▸ Work to complete:
Would you please return all of the entries below exactly as shown?

▸ Stored entries:
◇ ◇ ◇ ◇ ◇ ◇ ◇

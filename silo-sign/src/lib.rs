//! silo-sign: stateless HMAC-SHA256 presigned URL signing and validation.

mod error;
mod signer;

pub use error::SignError;
pub use signer::{PresignedSigner, SignatureValidator, SignerConfig, ValidatedRequest};
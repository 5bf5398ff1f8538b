use std::str::FromStr;

use chrono::Utc;
use silo_core::{ContentError, ContentEvent, ContentEventKind, ContentResult};
use silo_model::{Content, ContentId, ContentMetadata, ContentStatus};

use crate::requests::CreateContentRequest;
use crate::Service;

impl Service {
    /// `CreateContent(req)`: persist a Content in status
    /// `created`, emit `ContentCreated`.
    #[tracing::instrument(skip(self, req), fields(tenant_id = %req.tenant_id))]
    pub async fn create_content(&self, req: CreateContentRequest) -> ContentResult<Content> {
        let mut content = Content::new(
            req.tenant_id.clone(),
            req.owner_id,
            req.owner_type,
            req.name,
            req.document_type,
        );
        if let Some(description) = req.description {
            content = content.with_description(description);
        }

        let content = self
            .repository
            .create_content(content)
            .await
            .map_err(ContentError::from)?;

        self.emit(
            ContentEvent::new(ContentEventKind::ContentCreated, content.id.to_string(), req.tenant_id),
        )
        .await;

        Ok(content)
    }

    pub async fn get_content(&self, id: &ContentId) -> ContentResult<Content> {
        self.repository.get_content(id).await.map_err(ContentError::from)
    }

    /// `UpdateContent(content)`: the repository is the source
    /// of truth for `created_at`/existence, so this refuses to resurrect a
    /// caller-provided `Content` for an id it doesn't already own.
    pub async fn update_content(&self, content: Content) -> ContentResult<Content> {
        self.touch_content(content).await
    }

    /// `DeleteContent(id)`: soft-deletes the Content and,
    /// best-effort, deletes the backing bytes of every Object it owns.
    /// Blob delete failures are logged and swallowed — they never block the
    /// metadata soft-delete.
    pub async fn delete_content(&self, id: &ContentId) -> ContentResult<()> {
        let content = self.repository.get_content(id).await.map_err(ContentError::from)?;

        let objects = self
            .repository
            .get_objects_by_content_id(id)
            .await
            .map_err(ContentError::from)?;

        for object in objects {
            match self.resolve_backend(&object.storage_backend_name) {
                Ok(backend) => {
                    if let Err(err) = backend.delete(&object.object_key).await {
                        tracing::warn!(
                            object_id = %object.id,
                            backend = %object.storage_backend_name,
                            error = %err,
                            "best-effort blob delete failed during content soft-delete"
                        );
                    }
                }
                Err(err) => {
                    tracing::warn!(
                        object_id = %object.id,
                        backend = %object.storage_backend_name,
                        error = %err,
                        "skipping blob delete: backend no longer registered"
                    );
                }
            }
        }

        self.repository.delete_content(id).await.map_err(ContentError::from)?;
        self.emit(ContentEvent::new(ContentEventKind::ContentDeleted, id.to_string(), content.tenant_id))
            .await;
        Ok(())
    }

    pub async fn list_content(&self, owner_id: &str, tenant_id: &str) -> ContentResult<Vec<Content>> {
        self.repository
            .list_content(owner_id, tenant_id)
            .await
            .map_err(ContentError::from)
    }

    pub async fn set_content_metadata(&self, metadata: ContentMetadata) -> ContentResult<ContentMetadata> {
        self.repository
            .set_content_metadata(metadata)
            .await
            .map_err(ContentError::from)
    }

    pub async fn get_content_metadata(&self, id: &ContentId) -> ContentResult<ContentMetadata> {
        self.repository.get_content_metadata(id).await.map_err(ContentError::from)
    }

    /// `UpdateContentStatus(id, status)`: rejects status
    /// strings outside the closed set and transitions the allowed-transition
    /// graph doesn't permit, both under the single `InvalidContentStatus`
    /// error kind.
    pub async fn update_content_status(&self, id: &ContentId, status: &str) -> ContentResult<Content> {
        let next = ContentStatus::from_str(status)
            .map_err(|_| ContentError::invalid_content_status(status.to_string()))?;

        let mut content = self.repository.get_content(id).await.map_err(ContentError::from)?;
        if !content.status.can_transition_to(next) {
            return Err(ContentError::invalid_content_status(status.to_string()));
        }

        content.status = next;
        content.touch(Utc::now());
        let content = self.repository.update_content(content).await.map_err(ContentError::from)?;

        self.emit(
            ContentEvent::new(ContentEventKind::ContentStatusChanged, content.id.to_string(), content.tenant_id.clone())
                .with_detail(serde_json::json!({ "status": next.as_str() })),
        )
        .await;

        Ok(content)
    }

    pub async fn get_content_by_status(&self, status: ContentStatus) -> ContentResult<Vec<Content>> {
        self.repository
            .get_content_by_status(status)
            .await
            .map_err(ContentError::from)
    }
}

◇ ◇ ◇ ◇ ◇ ◇ ◇

▸ Finished exercise:
filename silo-sign/src/lib.rs
//! silo-sign: stateless HMAC-SHA256 presigned URL signing and validation.

mod error;
mod signer;

pub use error::SignError;
pub use signer::{PresignedSigner, SignatureValidator, SignerConfig, ValidatedRequest};
repository 5bf5398ff1f8538b
use std::str::FromStr;

use chrono::Utc;
use silo_core::{ContentError, ContentEvent, ContentEventKind, ContentResult};
use silo_model::{Content, ContentId, ContentMetadata, ContentStatus};

use crate::requests::CreateContentRequest;
use crate::Service;

impl Service {
    /// `CreateContent(req)`: persist a Content in status
    /// `created`, emit `ContentCreated`.
    #[tracing::instrument(skip(self, req), fields(tenant_id = %req.tenant_id))]
    pub async fn create_content(&self, req: CreateContentRequest) -> ContentResult<Content> {
        let mut content = Content::new(
            req.tenant_id.clone(),
            req.owner_id,
            req.owner_type,
            req.name,
            req.document_type,
        );
        if let Some(description) = req.description {
            content = content.with_description(description);
        }

        let content = self
            .repository
            .create_content(content)
            .await
            .map_err(ContentError::from)?;

        self.emit(
            ContentEvent::new(ContentEventKind::ContentCreated, content.id.to_string(), req.tenant_id),
        )
        .await;

        Ok(content)
    }

    pub async fn get_content(&self, id: &ContentId) -> ContentResult<Content> {
        self.repository.get_content(id).await.map_err(ContentError::from)
    }

    /// `UpdateContent(content)`: the repository is the source
    /// of truth for `created_at`/existence, so this refuses to resurrect a
    /// caller-provided `Content` for an id it doesn't already own.
    pub async fn update_content(&self, content: Content) -> ContentResult<Content> {
        self.touch_content(content).await
    }

    /// `DeleteContent(id)`: soft-deletes the Content and,
    /// best-effort, deletes the backing bytes of every Object it owns.
    /// Blob delete failures are logged and swallowed — they never block the
    /// metadata soft-delete.
    pub async fn delete_content(&self, id: &ContentId) -> ContentResult<()> {
        let content = self.repository.get_content(id).await.map_err(ContentError::from)?;

        let objects = self
            .repository
            .get_objects_by_content_id(id)
            .await
            .map_err(ContentError::from)?;

        for object in objects {
            match self.resolve_backend(&object.storage_backend_name) {
                Ok(backend) => {
                    if let Err(err) = backend.delete(&object.object_key).await {
                        tracing::warn!(
                            object_id = %object.id,
                            backend = %object.storage_backend_name,
                            error = %err,
                            "best-effort blob delete failed during content soft-delete"
                        );
                    }
                }
                Err(err) => {
                    tracing::warn!(
                        object_id = %object.id,
                        backend = %object.storage_backend_name,
                        error = %err,
                        "skipping blob delete: backend no longer registered"
                    );
                }
            }
        }

        self.repository.delete_content(id).await.map_err(ContentError::from)?;
        self.emit(ContentEvent::new(ContentEventKind::ContentDeleted, id.to_string(), content.tenant_id))
            .await;
        Ok(())
    }

    pub async fn list_content(&self, owner_id: &str, tenant_id: &str) -> ContentResult<Vec<Content>> {
        self.repository
            .list_content(owner_id, tenant_id)
            .await
            .map_err(ContentError::from)
    }

    pub async fn set_content_metadata(&self, metadata: ContentMetadata) -> ContentResult<ContentMetadata> {
        self.repository
            .set_content_metadata(metadata)
            .await
            .map_err(ContentError::from)
    }

    pub async fn get_content_metadata(&self, id: &ContentId) -> ContentResult<ContentMetadata> {
        self.repository.get_content_metadata(id).await.map_err(ContentError::from)
    }

    /// `UpdateContentStatus(id, status)`: rejects status
    /// strings outside the closed set and transitions the allowed-transition
    /// graph doesn't permit, both under the single `InvalidContentStatus`
    /// error kind.
    pub async fn update_content_status(&self, id: &ContentId, status: &str) -> ContentResult<Content> {
        let next = ContentStatus::from_str(status)
            .map_err(|_| ContentError::invalid_content_status(status.to_string()))?;

        let mut content = self.repository.get_content(id).await.map_err(ContentError::from)?;
        if !content.status.can_transition_to(next) {
            return Err(ContentError::invalid_content_status(status.to_string()));
        }

        content.status = next;
        content.touch(Utc::now());
        let content = self.repository.update_content(content).await.map_err(ContentError::from)?;

        self.emit(
            ContentEvent::new(ContentEventKind::ContentStatusChanged, content.id.to_string(), content.tenant_id.clone())
                .with_detail(serde_json::json!({ "status": next.as_str() })),
        )
        .await;

        Ok(content)
    }

    pub async fn get_content_by_status(&self, status: ContentStatus) -> ContentResult<Vec<Content>> {
        self.repository
            .get_content_by_status(status)
            .await
            .map_err(ContentError::from)
    }
}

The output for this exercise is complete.